Thora smise di rovistare. Si era innervosita. «No, probabilmente no», ammise guardando spazientita il suo orologio. «Dove diavolo è questo dottore?»
«Prima o poi arriverà», fu la secca risposta di Matthew. «Anche se a dire il vero ho dei ripensamenti riguardo a questo incontro.»
«Che vuoi dire?» chiese Thora esasperata.
«Voglio dire che non sarà un bello spettacolo per i tuoi nervi tesi», rispose Matthew girandosi verso di lei. «Non hai nessuna esperienza di queste cose e non sono affatto sicuro che ti troverai a tuo agio. Non pensi che sarebbe meglio se ti riferissi io le risposte del medico sull’autopsia?»
Thora lo fulminò con lo sguardo. «Ho messo al mondo due figli con le relative doglie, la perdita di sangue, la placenta, i tappi di muco e tutto il resto. Sopravviverò anche a questo.» Poi incrociò le braccia e domandò a bruciapelo: «E tu, quanto hai sofferto tu?»
Matthew non sembrava impressionato dalla sfuriata di Thora. «Molto e profondamente. Ma almeno io te ne risparmio il racconto. A differenza di te, non ho alcun bisogno di cadere nell’autocommiserazione!»
Thora stralunò gli occhi. E dire che lo aveva considerato cortese! Meglio mettersi a leggere il giornalino dei Testimoni di Geova che continuare a discutere con una persona così sgarbata. Era arrivata a metà nella lettura di un articolo sulla cattiva influenza della televisione sulla gioventù, quando vide un signore vestito in camice bianco avanzare trafelato lungo il corridoio in direzione dello stanzino. Era una persona sulla sessantina, con barba appena grigia e una bella abbronzatura. I suoi occhi erano circondati da pallide rughe di espressione, che facevano pensare a una bella e divertente vacanza al sole. Il medico si fermò davanti a loro e Thora e Matthew si alzarono in piedi.
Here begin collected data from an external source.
//! Template compilation: ref() resolution, auto-wrapping and compiled output

use crate::environment::JinjaEnvironment;
use crate::error::JinjaResult;
use crate::resolver::RefResolver;
use std::path::{Path, PathBuf};
use vf_core::{contains_create_view, Config, ViewRegistry};

/// Result of compiling one view template
#[derive(Debug, Clone, PartialEq, Eq)]
pub struct CompiledView {
    /// Final SQL
    pub sql: String,

    /// Whether a `CREATE OR REPLACE VIEW` wrapper was added
    pub wrapped: bool,

    /// Warnings raised by unresolved `ref()` calls
    pub warnings: Vec<String>,
}

/// Compiles view templates against a registry snapshot
pub struct TemplateCompiler<'a> {
    env: JinjaEnvironment<'a>,
    config: Config,
    auto_wrap: bool,
}

impl TemplateCompiler<'_> {
    /// Create a compiler with the project's vars and deployment settings
    pub fn new(config: &Config) -> Self {
        Self {
            env: JinjaEnvironment::new(&config.vars),
            config: config.clone(),
            auto_wrap: config.deployment.auto_wrap,
        }
    }

    /// Override the configured auto-wrap setting
    pub fn with_auto_wrap(mut self, auto_wrap: bool) -> Self {
        self.auto_wrap = auto_wrap;
        self
    }

    /// Resolver over a snapshot of `registry`
    pub fn resolver(&self, registry: &ViewRegistry) -> RefResolver {
        RefResolver::new(&self.config, registry.clone())
    }

    /// Compile a view template.
    ///
    /// Every `ref()` is resolved through the registry. When the rendered
    /// text has no create-view statement and auto-wrap is on, it is wrapped
    /// as `CREATE OR REPLACE VIEW <default name> AS\n<text>`. Template errors
    /// fail the whole compilation.
    pub fn compile(
        &self,
        raw_sql: &str,
        view_name: &str,
        registry: &ViewRegistry,
    ) -> JinjaResult<CompiledView> {
        let resolver = self.resolver(registry);
        let rendered = self.env.render_with_refs(raw_sql, resolver.clone())?;

        let (sql, wrapped) = if self.auto_wrap && !contains_create_view(&rendered) {
            (
                format!(
                    "CREATE OR REPLACE VIEW {} AS\n{}",
                    self.config.default_full_name(view_name),
                    rendered
                ),
                true,
            )
        } else {
            (rendered, false)
        };

        Ok(CompiledView {
            sql,
            wrapped,
            warnings: resolver.warnings(),
        })
    }
}

/// Writes compiled SQL into a tree mirroring the views directory
#[derive(Debug, Clone)]
pub struct CompiledOutput {
    compiled_dir: PathBuf,
    views_dir: PathBuf,
}

impl CompiledOutput {
    /// Create an output writer
    pub fn new(compiled_dir: impl Into<PathBuf>, views_dir: impl Into<PathBuf>) -> Self {
        Self {
            compiled_dir: compiled_dir.into(),
            views_dir: views_dir.into(),
        }
    }

    /// Writer for a project, or `None` when `deployment.save_compiled` is off
    pub fn from_config(config: &Config, root: &Path) -> Option<Self> {
        config.deployment.save_compiled.then(|| {
            Self::new(
                config.compiled_dir_absolute(root),
                config.views_dir_absolute(root),
            )
        })
    }

    /// Output path for a source: its path relative to the views directory,
    /// or just its file name when it lives elsewhere
    pub fn output_path(&self, source: &Path) -> PathBuf {
        match source.strip_prefix(&self.views_dir) {
            Ok(relative) => self.compiled_dir.join(relative),
            Err(_) => self
                .compiled_dir
                .join(source.file_name().unwrap_or(source.as_os_str())),
        }
    }

    /// Write compiled SQL with a generated-file header.
    ///
    /// Failures are logged and reported as `None`; they never fail the
    /// compilation.
    pub fn write(&self, source: &Path, sql: &str) -> Option<PathBuf> {
        let output_path = self.output_path(source);
        let contents = format!(
            "-- Compiled SQL from: {}\n-- Generated by Viewforge\n-- DO NOT EDIT: This file is auto-generated\n\n{}",
            source.display(),
            sql
        );

        let result = match output_path.parent() {
            Some(parent) => std::fs::create_dir_all(parent),
            None => Ok(()),
        }
        .and_then(|()| std::fs::write(&output_path, contents));

        match result {
            Ok(()) => {
                log::debug!("Saved compiled SQL: {}", output_path.display());
                Some(output_path)
            }
            Err(e) => {
                log::warn!(
                    "Could not save compiled SQL for {}: {}",
                    source.display(),
                    e
                );
                None
            }
        }
    }
}

#[cfg(test)]
#[path = "compiler_test.rs"]
mod tests;
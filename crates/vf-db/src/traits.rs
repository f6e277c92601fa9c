//! Warehouse trait definition

use crate::error::DbResult;
use async_trait::async_trait;

/// Executes finished SQL against a data warehouse.
///
/// Each call completes (submit and wait) before returning, so a view created
/// by one call is visible to the next. Implementations must be Send + Sync
/// for async operation.
#[async_trait]
pub trait Warehouse: Send + Sync {
    /// Execute a single statement
    async fn execute(&self, sql: &str) -> DbResult<()>;

    /// Create a schema if it does not exist
    async fn create_schema_if_not_exists(&self, catalog: Option<&str>, schema: &str)
        -> DbResult<()>;

    /// Warehouse type identifier for logging
    fn warehouse_type(&self) -> &'static str;
}
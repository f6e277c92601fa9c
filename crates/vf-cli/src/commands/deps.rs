//! Deps command implementation: dependency graph and deployment order

use anyhow::{Context, Result};
use chrono::{DateTime, Utc};
use serde::Serialize;
use vf_core::{DependencyGraph, FsSourceProvider, ViewFile, ViewName};
use vf_deploy::{DeployError, DeploymentPlanner};

use crate::cli::{DepsArgs, GlobalArgs, OutputFormat};
use crate::commands::common::{discover_views, load_project, print_json, print_table, selection};

/// One view in the dependency listing
#[derive(Debug, Serialize)]
struct DepsEntry {
    name: String,
    depends_on: Vec<String>,
    dependents: Vec<String>,
}

/// JSON document for `vf deps --output json`
#[derive(Debug, Serialize)]
struct DepsOutput {
    timestamp: DateTime<Utc>,
    views: Vec<DepsEntry>,
    order: Vec<String>,
    #[serde(skip_serializing_if = "Option::is_none")]
    cycle: Option<Vec<String>>,
}

/// Execute the deps command
pub async fn execute(args: &DepsArgs, global: &GlobalArgs) -> Result<()> {
    let project = load_project(global)?;
    let planner = DeploymentPlanner::new(&project.root, &project.config, &FsSourceProvider)
        .context("Failed to prepare dependency analysis")?;

    let Some((targets, available)) = discover_views(&planner, &selection(&args.selection))? else {
        return Ok(());
    };

    let graph = planner.graph(&available);
    let entries = graph_entries(&graph, &targets);

    // On a cycle, fall back to discovery order for display
    let (order, cycle) = match planner.order(&graph, &targets) {
        Ok(order) => (order, None),
        Err(DeployError::Cycle { nodes }) => {
            let fallback: Vec<ViewName> = targets.iter().map(|f| f.name.clone()).collect();
            (fallback, Some(nodes))
        }
        Err(e) => return Err(e).context("Failed to order views"),
    };
    let order: Vec<String> = order.iter().map(ToString::to_string).collect();

    match args.output {
        OutputFormat::Json => print_json(&DepsOutput {
            timestamp: Utc::now(),
            views: entries,
            order,
            cycle,
        })?,
        OutputFormat::Text => {
            if let Some(nodes) = &cycle {
                eprintln!(
                    "Dependency error: circular dependencies detected involving: {}",
                    nodes.join(", ")
                );
                eprintln!("Showing discovery order instead\n");
            }
            print_text(&entries, &order);
        }
    }

    Ok(())
}

fn graph_entries(graph: &DependencyGraph, targets: &[ViewFile]) -> Vec<DepsEntry> {
    targets
        .iter()
        .filter_map(|file| {
            let depends_on = graph.dependencies(&file.name)?;
            Some(DepsEntry {
                name: file.name.to_string(),
                depends_on: depends_on.to_vec(),
                dependents: graph
                    .dependents(&file.name)
                    .iter()
                    .map(ToString::to_string)
                    .collect(),
            })
        })
        .collect()
}

fn join_or_dash(names: &[String]) -> String {
    if names.is_empty() {
        "-".to_string()
    } else {
        names.join(", ")
    }
}

fn print_text(entries: &[DepsEntry], order: &[String]) {
    println!("Dependency graph:\n");
    let rows: Vec<Vec<String>> = entries
        .iter()
        .map(|e| {
            vec![
                e.name.clone(),
                join_or_dash(&e.depends_on),
                join_or_dash(&e.dependents),
            ]
        })
        .collect();
    print_table(&["VIEW", "DEPENDS ON", "USED BY"], &rows);

    println!("\nDeployment order:");
    for (i, view) in order.iter().enumerate() {
        println!("  {}. {}", i + 1, view);
    }
}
«Buongiorno», disse l’uomo porgendo la mano. «Thrainn Hafsteinsson.»
Thora e Matthew si presentarono a loro volta.
«Prego, accomodatevi», disse il medico in inglese, in modo che anche Matthew capisse, e aprì la porta del suo ufficio. «Scusatemi per il ritardo», aggiunse subito in islandese, rivolto questa volta solamente a Thora.
«Non si preoccupi», rispose lei amabilmente. «C’è una tale abbondanza di riviste interessanti in sala d’attesa, che avrei voluto attendere ancora un po’.»
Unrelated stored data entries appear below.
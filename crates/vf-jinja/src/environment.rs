//! Jinja environment setup for Viewforge

use crate::error::{JinjaError, JinjaResult};
use crate::functions::{make_ref_fn, make_var_fn, yaml_to_json};
use crate::resolver::RefResolver;
use minijinja::Environment;
use std::collections::HashMap;

/// Jinja templating environment for Viewforge
#[derive(Clone)]
pub struct JinjaEnvironment<'a> {
    env: Environment<'a>,
}

impl<'a> JinjaEnvironment<'a> {
    /// Create a new Jinja environment with variables from config
    pub fn new(vars: &HashMap<String, serde_yaml::Value>) -> Self {
        let mut env = Environment::new();

        // Convert YAML vars to JSON for the var function
        let json_vars: HashMap<String, serde_json::Value> = vars
            .iter()
            .map(|(k, v): (&String, &serde_yaml::Value)| (k.clone(), yaml_to_json(v)))
            .collect();

        env.add_function("var", make_var_fn(json_vars));

        Self { env }
    }

    /// Render a template with `ref()` resolved by `resolver`
    pub fn render_with_refs(&self, template: &str, resolver: RefResolver) -> JinjaResult<String> {
        let mut env = self.env.clone();
        env.add_function("ref", make_ref_fn(resolver));
        env.render_str(template, ()).map_err(JinjaError::from)
    }
}

impl Default for JinjaEnvironment<'_> {
    fn default() -> Self {
        Self::new(&HashMap::new())
    }
}

#[cfg(test)]
#[path = "environment_test.rs"]
mod tests;
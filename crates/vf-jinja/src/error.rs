//! Error types for vf-jinja

use thiserror::Error;

/// Jinja templating errors
#[derive(Error, Debug)]
pub enum JinjaError {
    /// Template render error (J001)
    #[error("[J001] Jinja render error: {0}")]
    RenderError(String),

    /// Template syntax error (J002)
    #[error("[J002] Template syntax error: {0}")]
    SyntaxError(String),
}

/// Result type alias for JinjaError
pub type JinjaResult<T> = Result<T, JinjaError>;

impl From<minijinja::Error> for JinjaError {
    fn from(err: minijinja::Error) -> Self {
        match err.kind() {
            minijinja::ErrorKind::SyntaxError => JinjaError::SyntaxError(err.to_string()),
            _ => JinjaError::RenderError(err.to_string()),
        }
    }
}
Il medico la fissò meravigliato. «Sì, ha ragione.» I tre entrarono nell’ufficio, quasi del tutto privo di spazi vuoti. Le pareti erano per lo più tappezzate di scaffali con libri e riviste di medicina di ogni genere e grandezza, inframmezzati da schedari. Il medico avanzò verso una scrivania di legno massiccio, dove ogni cosa era in perfetto ordine, e si sedette, invitandoli ad accomodarsi su due sedie di fronte a lui. «Allora», disse posando i gomiti sul bordo della scrivania, come per sottolineare l’inizio formale del loro incontro. «Suppongo che la nostra intervista si debba svolgere in inglese, dico bene?»